Siegfried Jacoby Family Collection

 Collection
Identifier: AR 6517 / MF 1016

Scope and Content Note

The Siegfried Jacoby Family Collection contains the papers of family members, largely focusing on their literary accomplishments. Among the papers found in this collection are many manuscripts of the writing of Siegfried Jacoby and his daughter Ursula Bunzl. There is also extensive correspondence between Siegfried and Selma Jacoby to their daughter, as well as correspondence with other family members and friends of Ursula Jacoby, some personal papers, and an herbarium by Siegfried Jacoby.

The literary efforts of Jacoby family members make up a large portion of the papers here. Examples of Siegfried Jacoby's writing will be found in two areas of the collection. Series I includes a small amount of his business writing, written under the pseudonym Fritz Blum. This series contains his published booklet Einführung von Neuheiten, as well as reviews and advertisements for it; related correspondence consists of communication with publishers as well as some consultations with a few businesses regarding advertising and promotion of their products. Series III holds the bulk of Siegfried Jacoby's literary work, however. This series has many drafts of unpublished novels, plays, essays, and short stories. The works cover numerous topics, frequently containing philosophical reflections by characters. Series III also includes clippings from newspapers that published his work. Series IV contains the work of Ursula Bunzl, who often worked under the name Ursel Ellen Jacoby (later Bunzl). Much of her writing took the form of translations from French into her native German. Documentation on her work is comprised of drafts of her translations, correspondence with publishers and authors, notebooks that include a scrapbook of her published translations and reviews, and some published newspaper clippings with similar material. This series has one folder of Ursula Bunzl's own original work, which consists of poetry and some short stories.

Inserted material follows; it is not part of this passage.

pub mod flatten;
pub mod sheet;

pub use flatten::{flatten_event, flatten_events};
pub use sheet::{build_sheet, build_sheets, compare_lines, PlayerPropSheet};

This collection additionally holds a significant amount of correspondence, especially between family members. The bulk of this correspondence is to Ursula Bunzl and her family from her parents during the late 1920s through the 1930s, when the Bunzls primarily resided in Vienna. These letters and postcards primarily pertain to typical family concerns, such as updates on news and the activities of various family members. Letters depict Ursula's 1927 stay in Paris as well as a Jacoby trip to Capri and mention of the family's emigration, among diverse issues. Further material relating to notable events in the family's life is included in Series I, which consists of the family's personal papers. Among such papers is a folder of documentation concerning the family's immigration to Argentina and some papers relating to Siegfried Jacoby's work during World War I. In addition, there is a notebook that documents Friedrich (Fritz) Jacoby's early years as well as another that holds recipes possibly used by the Jacoby family. Finally, Siegfried Jacoby's interest in botany is depicted in Series V, which is comprised of Siegfried Jacoby's herbarium. The herbarium consists of notebooks with plant pressings and a few notes.

Dates

  • 1892-1991
  • Majority of material found within 1920-1939

Creator

Language of Materials

The collection is in German, French, and Spanish.

Access Restrictions

Open to researchers.

Access Information

Collection is digitized. Follow the links in the Container List to access the digitized materials.

Use Restrictions

There may be some restrictions on the use of the collection. For more information, contact:

Leo Baeck Institute, Center for Jewish History, 15 West 16th Street, New York, NY 10011

email: lbaeck@lbi.cjh.org

Biographical Note

Siegfried Jacoby was born on February 2, 1877 in Marggrabowa, East Prussia (now Olecko, Poland). He lived in Berlin, where he worked as an advertiser and businessman under the nomme de travail "Fritz Blum." In addition, Siegfried was a prolific author, writing numerous plays, short stories, essays, and poems, as well as writing for several newspapers. Siegfried's chief hobby was botany, in the course of which he assembled many journals of plant pressings and descriptions. On April 10, 1906, Siegfried married Selma (spelled Sellma on the birth certificate) Cohn from Schwerin an der Warthe (now Skwierzyna, Poland). Siegfried and Selma had two children. Their son, Friedrich Walther (Fritz), was born on June 1, 1909. Fritz died in Wernigerode in 1929. The Jacobys' daughter, Ursula Ellen (usually known as Ursel, also called Ulle), was born on October 25, 1907. Ursel was quite well-educated, being fluent in English and French. She followed in her father's literary footsteps as an author and translator. As a child, Ursula won or placed in several youth writing contests. As a young women in the 1920s, she worked as a translator for several regional papers. Between March and May 1927, Ursel went to Paris.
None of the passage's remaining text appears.